• RECORDS FOR PROCESSING:
##############################
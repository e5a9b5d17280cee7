//! Vehicle dynamics for gradpilot.
//!
//! - [`CartPole`]: pole balanced on a cart, Lagrangian equations of motion
//! - [`Quadrotor`]: X-configuration multirotor, rigid-body dynamics
//! - [`FixedWing`]: small fixed-wing aircraft with linearized aerodynamics
//!
//! All three are selected at configuration time through [`Vehicle`].
//! [`ResidualDynamics`] wraps any of them with a correction fitted on
//! transitions observed elsewhere.

pub mod cartpole;
pub mod fixed_wing;
pub mod quadrotor;
pub mod residual;
pub mod rigid;
pub mod vehicle;

pub use cartpole::{CartPole, CartPoleParams};
pub use fixed_wing::{FixedWing, FixedWingParams};
pub use quadrotor::{Quadrotor, QuadrotorParams};
pub use residual::{Observation, ResidualDynamics, ResidualFit};
pub use rigid::TrackingWeights;
pub use vehicle::{Vehicle, VehicleConfig, VehicleKind};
##############################
• WORK ITEM: Lines holding "rigid" are the ones to copy; find all of them in the listing.

• EXPECTED ANSWER:
//! - [`Quadrotor`]: X-configuration multirotor, rigid-body dynamics
pub mod rigid;
pub use rigid::TrackingWeights;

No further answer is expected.